Whole-home cost ranges
Put the per-unit pricing together with a typical home and you get these whole-job ranges. Restumping melbourne and underpinning melbourne sit at different points because underpinning reaches deeper and often needs an engineer.
Whole-home ranges
| Work | Indicative range | Priced |
|---|---|---|
| Restumping (whole house) Most weatherboard homes sit on 40–100 stumps. Concrete stumps and hard access push the figure up. | $18,000 – $35,000 | per home |
| Reblocking (whole house) Reblocking and restumping are the same job in Melbourne — replacing the stumps that hold up your floor. | $18,000 – $30,000 | per home |
| Underpinning Priced by the number of piers, the method, and how deep stable ground sits. Small localised jobs start lower. | $10,000 – $50,000 | per home |
| House re-levelling Depends on how far the home has dropped and whether stumps or piers also need replacing. | $5,000 – $25,000 | per home |
| Concrete cancer repair Ranges from a single balcony edge to a full slab or car park. Extent of the rusted steel drives the cost. | $3,000 – $30,000 | per area |
These are indicative Melbourne market ranges to help you plan, not a quote. Your exact fixed price is confirmed in writing after a free on-site inspection, once we have counted the stumps or piers and checked the soil and access.
What drives the cost
Two identical-looking homes can cost very different amounts to fix. Here is why:
- Number of stumps or piers. The single biggest factor. More supports means more labour and materials.
- Your soil. Deep or highly reactive clay may need screw piles that reach further than concrete, which changes the method and price.
- Access. A tight inner-city site with no side access costs more than an open block, because everything is done by hand.
- Method. Resin, concrete piers and screw piles each price differently. The right one depends on your ground, not your budget.
- Stump or pier type. Concrete lasts longer than timber and costs more up front.
Do I need a structural engineer?
For underpinning, often yes: it is structural building work, and an engineer confirms the cause and designs the fix. A report typically costs between $600 and $2,000. Restumping usually does not need one. We tell you up front whether your job requires an engineer so the cost is never a surprise, and both restumping and underpinning need a building permit in Victoria, which we handle for you.
Extra costs to expect
| Work | Indicative range | Priced |
|---|---|---|
| Structural engineer report Needed when the cause is structural. We tell you up front if your job requires one. | $600 – $2,000 | one-off |
| Building permit Restumping and underpinning are permitted building works in Victoria. We handle the paperwork. | $500 – $1,500 | one-off |
These are indicative Melbourne market ranges to help you plan, not a quote. Your exact fixed price is confirmed in writing after a free on-site inspection, once we have counted the stumps or piers and checked the soil and access.

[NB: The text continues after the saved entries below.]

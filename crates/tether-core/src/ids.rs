//! Monotonic request-id source.
//!
//! Outbound request ids must be unique among in-flight calls. Wall-clock
//! timestamps collide under rapid concurrent calls, so ids come from a
//! per-connection atomic counter instead.

use std::sync::atomic::{AtomicU64, Ordering};

/// Hands out strictly increasing ids starting at 1.
#[derive(Debug)]
pub struct IdGenerator {
    next: AtomicU64,
}

impl IdGenerator {
    /// Create a generator whose first id is 1.
    pub fn new() -> Self {
        Self {
            next: AtomicU64::new(1),
        }
    }

    /// Take the next id.
    pub fn next_id(&self) -> u64 {
        self.next.fetch_add(1, Ordering::Relaxed)
    }
}

impl Default for IdGenerator {
    fn default() -> Self {
        Self::new()
    }
}

#[cfg(test)]
mod tests {
    use super::*;
    use std::collections::HashSet;
    use std::sync::Arc;

    #[test]
    fn starts_at_one() {
        let ids = IdGenerator::new();
        assert_eq!(ids.next_id(), 1);
        assert_eq!(ids.next_id(), 2);
    }

    #[test]
    fn unique_across_threads() {
        let ids = Arc::new(IdGenerator::new());
        let handles: Vec<_> = (0..8)
            .map(|_| {
                let ids = ids.clone();
                std::thread::spawn(move || (0..1000).map(|_| ids.next_id()).collect::<Vec<_>>())
            })
            .collect();

        let mut seen = HashSet::new();
        for handle in handles {
            for id in handle.join().unwrap() {
                assert!(seen.insert(id), "duplicate id {id}");
            }
        }
        assert_eq!(seen.len(), 8000);
    }
}
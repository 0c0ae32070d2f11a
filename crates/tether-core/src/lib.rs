//! # tether-core
//!
//! Foundation utilities shared by the Tether crates:
//!
//! - **Logging**: [`logging::init_subscriber`] installs the `tracing` subscriber
//! - **Backoff**: [`backoff::ReconnectPolicy`] and the delay math used between
//!   reconnection attempts
//! - **Ids**: [`ids::IdGenerator`], a monotonic source of request ids

#![deny(unsafe_code)]

pub mod backoff;
pub mod ids;
pub mod logging;
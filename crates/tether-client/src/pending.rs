//! Pending-request table.
//!
//! One entry per in-flight outbound call, keyed by request id. Every entry
//! is removed exactly once, by whichever comes first: the matching response,
//! the call's timeout, the caller dropping the call future, or a reject-all
//! when the transport goes away.

use std::collections::HashMap;

use parking_lot::Mutex;
use serde_json::Value;
use tether_rpc::{RequestId, ResponseOutcome, RpcResponse};
use tokio::sync::oneshot;
use tracing::debug;

use crate::client::CallError;

type Settlement = Result<Value, CallError>;

/// Table of calls awaiting a response.
#[derive(Default)]
pub struct PendingRequests {
    entries: Mutex<HashMap<RequestId, oneshot::Sender<Settlement>>>,
}

impl PendingRequests {
    /// Create an empty table.
    pub fn new() -> Self {
        Self::default()
    }

    /// Insert an entry for `id`.
    ///
    /// The returned guard removes the entry when dropped unless it has been
    /// settled in the meantime.
    pub fn register(&self, id: RequestId) -> (oneshot::Receiver<Settlement>, PendingGuard<'_>) {
        let (tx, rx) = oneshot::channel();
        let previous = self.entries.lock().insert(id.clone(), tx);
        debug_assert!(previous.is_none(), "request id {id} reused while in flight");
        (rx, PendingGuard { table: self, id })
    }

    /// Settle the entry matching `response`. Returns `false` when no entry
    /// exists (late, duplicate, or unknown response).
    pub fn settle(&self, response: RpcResponse) -> bool {
        let Some(tx) = self.entries.lock().remove(&response.id) else {
            return false;
        };
        let outcome = match response.outcome {
            ResponseOutcome::Result(value) => Ok(value),
            ResponseOutcome::Error(error) => Err(CallError::Remote {
                code: error.code,
                message: error.message,
                data: error.data,
            }),
        };
        // The caller may have given up between removal and send.
        let _ = tx.send(outcome);
        true
    }

    /// Remove the entry for `id` without settling it.
    pub fn remove(&self, id: &RequestId) -> bool {
        self.entries.lock().remove(id).is_some()
    }

    /// Settle every entry with an error built by `reason`. Returns how many
    /// calls were rejected.
    pub fn reject_all(&self, reason: impl Fn() -> CallError) -> usize {
        let drained: Vec<_> = self.entries.lock().drain().collect();
        let count = drained.len();
        for (id, tx) in drained {
            debug!(%id, "rejecting pending call");
            let _ = tx.send(Err(reason()));
        }
        count
    }

    /// Number of calls in flight.
    pub fn len(&self) -> usize {
        self.entries.lock().len()
    }

    /// Whether no calls are in flight.
    pub fn is_empty(&self) -> bool {
        self.entries.lock().is_empty()
    }

    /// Whether `id` is in flight.
    pub fn contains(&self, id: &RequestId) -> bool {
        self.entries.lock().contains_key(id)
    }
}

/// Removes a pending entry when the owning call ends.
pub struct PendingGuard<'a> {
    table: &'a PendingRequests,
    id: RequestId,
}

impl PendingGuard<'_> {
    /// Id of the guarded entry.
    pub fn id(&self) -> &RequestId {
        &self.id
    }
}

impl Drop for PendingGuard<'_> {
    fn drop(&mut self) {
        if self.table.remove(&self.id) {
            debug!(id = %self.id, "pending call abandoned");
        }
    }
}
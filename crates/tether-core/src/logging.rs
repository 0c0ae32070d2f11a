//! `tracing` subscriber setup.
//!
//! Log context (connection state, request id, method) travels on spans and
//! structured fields; this module only installs the global subscriber.

use tracing_subscriber::EnvFilter;

/// Initialize the global tracing subscriber with stderr output.
///
/// Call once at application startup. Subsequent calls are no-ops.
/// `RUST_LOG` takes precedence over `level` when set.
pub fn init_subscriber(level: &str) {
    let filter = EnvFilter::try_from_default_env().unwrap_or_else(|_| EnvFilter::new(level));

    let subscriber = tracing_subscriber::fmt()
        .with_env_filter(filter)
        .with_target(true)
        .with_writer(std::io::stderr)
        .compact();

    // set_global_default is a no-op if already set
    let _ = subscriber.try_init();
}

/// Initialize the global tracing subscriber with JSON lines on stderr.
pub fn init_json_subscriber(level: &str) {
    let filter = EnvFilter::try_from_default_env().unwrap_or_else(|_| EnvFilter::new(level));

    let subscriber = tracing_subscriber::fmt()
        .with_env_filter(filter)
        .with_writer(std::io::stderr)
        .json();

    let _ = subscriber.try_init();
}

What are the disadvantages or alternatives to underpinning?
Underpinning is disruptive and not cheap, and the wrong method can fail to reach stable ground. Sometimes it is not even the right fix: a home on stumps needs restumping, not underpinning, and a home whose footings are sound but whose floors have dropped may only need house re-levelling. The way to avoid an expensive mistake is a proper diagnosis first, which is exactly what a free inspection gives you.
How to avoid overpaying and spot a bad quote
A trustworthy quote is itemised and fixed. Watch for these red flags:
- A price given over the phone without an inspection.
- Day-rate or hourly pricing with no fixed total.
- No stump or pier count written down.
- Permits and engineer costs left out, then added later.
- Pressure to sign today, or scare tactics about your home falling down.
A fixed written quote, with the count spelled out and permits included, is your protection. That is how we quote every job.